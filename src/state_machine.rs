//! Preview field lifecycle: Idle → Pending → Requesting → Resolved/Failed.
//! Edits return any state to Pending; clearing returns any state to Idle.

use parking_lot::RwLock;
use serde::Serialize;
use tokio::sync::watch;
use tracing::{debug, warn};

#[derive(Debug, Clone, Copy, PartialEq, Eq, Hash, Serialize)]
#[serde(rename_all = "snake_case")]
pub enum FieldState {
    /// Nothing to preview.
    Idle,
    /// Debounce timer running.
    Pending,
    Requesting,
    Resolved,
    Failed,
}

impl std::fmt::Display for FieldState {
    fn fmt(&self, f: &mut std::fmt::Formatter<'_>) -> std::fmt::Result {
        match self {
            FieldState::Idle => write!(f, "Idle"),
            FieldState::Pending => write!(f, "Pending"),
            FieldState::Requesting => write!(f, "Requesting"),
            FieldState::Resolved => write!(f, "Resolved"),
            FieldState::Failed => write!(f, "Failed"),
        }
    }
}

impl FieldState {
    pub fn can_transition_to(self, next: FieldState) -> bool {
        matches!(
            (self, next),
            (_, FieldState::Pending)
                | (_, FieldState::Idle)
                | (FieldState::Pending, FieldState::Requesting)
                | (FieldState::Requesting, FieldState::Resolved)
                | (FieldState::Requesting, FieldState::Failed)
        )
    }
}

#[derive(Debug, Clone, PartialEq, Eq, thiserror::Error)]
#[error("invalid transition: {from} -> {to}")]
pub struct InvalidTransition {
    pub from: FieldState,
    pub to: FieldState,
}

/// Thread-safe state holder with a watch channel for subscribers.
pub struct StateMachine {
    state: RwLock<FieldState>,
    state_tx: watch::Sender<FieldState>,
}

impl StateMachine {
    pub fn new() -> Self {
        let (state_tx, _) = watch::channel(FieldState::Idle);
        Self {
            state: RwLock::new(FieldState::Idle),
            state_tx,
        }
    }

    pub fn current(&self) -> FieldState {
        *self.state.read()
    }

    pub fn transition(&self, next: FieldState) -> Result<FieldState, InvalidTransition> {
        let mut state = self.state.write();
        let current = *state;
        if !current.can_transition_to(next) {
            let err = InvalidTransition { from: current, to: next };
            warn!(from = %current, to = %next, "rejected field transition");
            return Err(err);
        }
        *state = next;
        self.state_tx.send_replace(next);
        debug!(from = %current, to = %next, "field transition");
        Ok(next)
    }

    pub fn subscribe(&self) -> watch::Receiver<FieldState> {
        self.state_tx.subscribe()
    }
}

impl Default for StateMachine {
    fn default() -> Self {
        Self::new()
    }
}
·····
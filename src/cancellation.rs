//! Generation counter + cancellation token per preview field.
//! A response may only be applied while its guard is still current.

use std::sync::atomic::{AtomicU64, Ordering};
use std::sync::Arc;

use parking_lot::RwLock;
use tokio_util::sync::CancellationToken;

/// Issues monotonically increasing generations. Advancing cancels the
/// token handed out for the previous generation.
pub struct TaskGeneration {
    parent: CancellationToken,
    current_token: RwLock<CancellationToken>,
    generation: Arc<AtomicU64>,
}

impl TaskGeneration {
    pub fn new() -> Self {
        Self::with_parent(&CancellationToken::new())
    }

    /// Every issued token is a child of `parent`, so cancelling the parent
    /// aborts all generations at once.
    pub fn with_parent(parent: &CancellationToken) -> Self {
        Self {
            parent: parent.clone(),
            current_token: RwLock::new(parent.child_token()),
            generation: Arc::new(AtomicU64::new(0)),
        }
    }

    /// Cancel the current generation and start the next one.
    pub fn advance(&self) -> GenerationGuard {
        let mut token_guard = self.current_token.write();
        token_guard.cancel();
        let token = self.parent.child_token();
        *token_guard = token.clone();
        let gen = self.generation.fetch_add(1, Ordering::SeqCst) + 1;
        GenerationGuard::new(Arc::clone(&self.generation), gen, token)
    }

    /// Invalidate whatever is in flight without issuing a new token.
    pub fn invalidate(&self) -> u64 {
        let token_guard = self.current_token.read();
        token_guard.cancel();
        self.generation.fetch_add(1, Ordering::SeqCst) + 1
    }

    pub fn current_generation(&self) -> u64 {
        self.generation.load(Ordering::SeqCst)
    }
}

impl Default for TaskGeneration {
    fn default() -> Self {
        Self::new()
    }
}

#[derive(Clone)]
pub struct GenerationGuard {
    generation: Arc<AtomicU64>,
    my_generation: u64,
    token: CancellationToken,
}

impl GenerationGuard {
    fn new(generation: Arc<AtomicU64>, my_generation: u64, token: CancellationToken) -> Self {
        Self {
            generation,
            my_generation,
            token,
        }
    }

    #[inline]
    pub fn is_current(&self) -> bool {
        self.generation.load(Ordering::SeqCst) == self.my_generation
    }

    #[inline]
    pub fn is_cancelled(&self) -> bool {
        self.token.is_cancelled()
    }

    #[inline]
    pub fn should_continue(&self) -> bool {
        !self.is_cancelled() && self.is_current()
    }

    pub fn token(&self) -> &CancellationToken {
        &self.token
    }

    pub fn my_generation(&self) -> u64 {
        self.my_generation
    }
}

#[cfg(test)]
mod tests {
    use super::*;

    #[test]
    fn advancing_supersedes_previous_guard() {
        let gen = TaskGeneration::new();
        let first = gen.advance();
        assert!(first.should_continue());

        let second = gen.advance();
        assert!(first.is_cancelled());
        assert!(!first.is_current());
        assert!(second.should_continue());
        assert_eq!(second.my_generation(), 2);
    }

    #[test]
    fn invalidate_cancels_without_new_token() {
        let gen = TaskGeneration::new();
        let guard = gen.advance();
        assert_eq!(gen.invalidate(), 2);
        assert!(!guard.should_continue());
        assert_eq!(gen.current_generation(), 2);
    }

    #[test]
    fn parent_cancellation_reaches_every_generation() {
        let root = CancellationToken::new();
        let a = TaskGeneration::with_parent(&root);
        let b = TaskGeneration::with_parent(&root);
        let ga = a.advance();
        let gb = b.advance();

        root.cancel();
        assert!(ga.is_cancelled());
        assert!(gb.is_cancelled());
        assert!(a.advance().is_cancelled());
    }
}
·····
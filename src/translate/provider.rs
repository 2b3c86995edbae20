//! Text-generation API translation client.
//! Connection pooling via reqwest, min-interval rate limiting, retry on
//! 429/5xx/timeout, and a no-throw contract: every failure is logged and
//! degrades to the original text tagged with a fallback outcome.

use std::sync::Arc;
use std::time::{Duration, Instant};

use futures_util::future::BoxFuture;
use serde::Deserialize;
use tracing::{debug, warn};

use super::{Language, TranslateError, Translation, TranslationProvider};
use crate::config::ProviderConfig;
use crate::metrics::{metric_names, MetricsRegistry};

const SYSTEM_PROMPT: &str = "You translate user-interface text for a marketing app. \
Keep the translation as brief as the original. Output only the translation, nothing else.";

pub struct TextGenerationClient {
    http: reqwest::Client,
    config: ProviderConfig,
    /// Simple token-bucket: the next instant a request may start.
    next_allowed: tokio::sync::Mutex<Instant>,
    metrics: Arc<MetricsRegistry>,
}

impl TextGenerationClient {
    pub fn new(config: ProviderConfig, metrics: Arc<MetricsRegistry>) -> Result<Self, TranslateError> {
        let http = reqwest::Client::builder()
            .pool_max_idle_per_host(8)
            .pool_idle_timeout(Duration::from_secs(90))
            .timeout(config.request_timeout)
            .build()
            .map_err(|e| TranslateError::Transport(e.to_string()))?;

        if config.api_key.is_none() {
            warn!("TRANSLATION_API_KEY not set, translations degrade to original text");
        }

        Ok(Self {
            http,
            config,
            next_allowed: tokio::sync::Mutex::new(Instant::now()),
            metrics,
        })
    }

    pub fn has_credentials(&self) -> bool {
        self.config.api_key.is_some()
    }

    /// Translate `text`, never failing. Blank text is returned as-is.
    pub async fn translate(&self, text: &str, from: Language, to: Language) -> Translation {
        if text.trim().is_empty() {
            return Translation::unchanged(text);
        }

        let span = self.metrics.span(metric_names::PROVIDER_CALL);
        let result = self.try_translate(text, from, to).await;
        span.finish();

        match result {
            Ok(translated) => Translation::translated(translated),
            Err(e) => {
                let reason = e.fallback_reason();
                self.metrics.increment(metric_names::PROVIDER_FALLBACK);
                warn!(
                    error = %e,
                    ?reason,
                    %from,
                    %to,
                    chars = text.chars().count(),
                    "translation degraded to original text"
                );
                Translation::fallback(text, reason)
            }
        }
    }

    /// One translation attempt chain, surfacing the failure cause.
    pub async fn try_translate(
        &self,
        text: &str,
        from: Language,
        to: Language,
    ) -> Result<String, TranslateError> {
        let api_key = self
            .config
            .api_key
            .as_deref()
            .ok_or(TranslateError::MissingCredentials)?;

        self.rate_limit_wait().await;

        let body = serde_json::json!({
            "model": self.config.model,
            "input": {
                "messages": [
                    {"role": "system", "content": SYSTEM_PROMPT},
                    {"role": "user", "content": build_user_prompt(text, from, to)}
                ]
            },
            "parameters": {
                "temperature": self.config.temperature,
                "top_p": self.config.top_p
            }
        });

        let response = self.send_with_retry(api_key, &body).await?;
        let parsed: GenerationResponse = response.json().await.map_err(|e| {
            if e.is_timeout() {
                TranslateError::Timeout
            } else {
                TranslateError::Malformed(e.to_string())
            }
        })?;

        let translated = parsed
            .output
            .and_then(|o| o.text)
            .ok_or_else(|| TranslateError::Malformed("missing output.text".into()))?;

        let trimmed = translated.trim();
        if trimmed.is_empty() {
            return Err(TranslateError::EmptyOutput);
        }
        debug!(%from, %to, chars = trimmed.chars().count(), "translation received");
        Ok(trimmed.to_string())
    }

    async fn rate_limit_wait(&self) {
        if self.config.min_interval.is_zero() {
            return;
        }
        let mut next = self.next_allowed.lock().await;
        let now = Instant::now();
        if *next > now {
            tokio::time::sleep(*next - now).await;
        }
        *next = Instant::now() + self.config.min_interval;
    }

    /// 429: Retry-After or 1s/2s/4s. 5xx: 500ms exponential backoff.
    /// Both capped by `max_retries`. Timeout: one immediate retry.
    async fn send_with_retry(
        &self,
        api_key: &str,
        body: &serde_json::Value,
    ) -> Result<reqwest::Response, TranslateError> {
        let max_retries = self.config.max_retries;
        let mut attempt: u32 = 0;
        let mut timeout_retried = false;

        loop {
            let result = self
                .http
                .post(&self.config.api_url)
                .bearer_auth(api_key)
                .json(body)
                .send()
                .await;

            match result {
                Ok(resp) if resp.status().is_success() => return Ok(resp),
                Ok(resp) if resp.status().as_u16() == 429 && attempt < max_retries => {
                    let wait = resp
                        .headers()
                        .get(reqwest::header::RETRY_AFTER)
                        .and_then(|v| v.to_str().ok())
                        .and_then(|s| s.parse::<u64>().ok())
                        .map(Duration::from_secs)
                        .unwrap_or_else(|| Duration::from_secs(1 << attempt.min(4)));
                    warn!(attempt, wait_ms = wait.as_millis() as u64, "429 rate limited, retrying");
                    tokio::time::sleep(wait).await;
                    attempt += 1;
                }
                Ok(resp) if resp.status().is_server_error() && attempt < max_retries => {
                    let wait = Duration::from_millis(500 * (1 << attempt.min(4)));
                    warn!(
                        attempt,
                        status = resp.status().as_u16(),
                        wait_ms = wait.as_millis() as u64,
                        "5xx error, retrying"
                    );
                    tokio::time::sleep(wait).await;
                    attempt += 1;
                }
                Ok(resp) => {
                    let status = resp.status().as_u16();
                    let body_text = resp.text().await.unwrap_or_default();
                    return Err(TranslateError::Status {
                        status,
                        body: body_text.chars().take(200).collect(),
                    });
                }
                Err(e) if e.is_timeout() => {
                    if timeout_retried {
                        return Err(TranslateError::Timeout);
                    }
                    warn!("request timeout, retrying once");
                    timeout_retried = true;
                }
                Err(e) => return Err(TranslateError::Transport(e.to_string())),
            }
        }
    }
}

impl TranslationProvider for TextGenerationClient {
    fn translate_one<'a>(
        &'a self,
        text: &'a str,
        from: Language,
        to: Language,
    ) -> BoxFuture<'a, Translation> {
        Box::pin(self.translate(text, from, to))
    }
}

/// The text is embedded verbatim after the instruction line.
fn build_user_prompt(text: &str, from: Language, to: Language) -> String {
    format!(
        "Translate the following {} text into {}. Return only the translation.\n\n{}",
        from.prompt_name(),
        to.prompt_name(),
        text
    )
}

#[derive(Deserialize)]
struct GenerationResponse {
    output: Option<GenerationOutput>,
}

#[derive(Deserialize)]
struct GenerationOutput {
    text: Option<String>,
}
·····
* [Task to complete]: Which lines above contain the word "start"? Copy each one.

* [Expected answer]:
    /// Cancel the current generation and start the next one.
    /// Simple token-bucket: the next instant a request may start.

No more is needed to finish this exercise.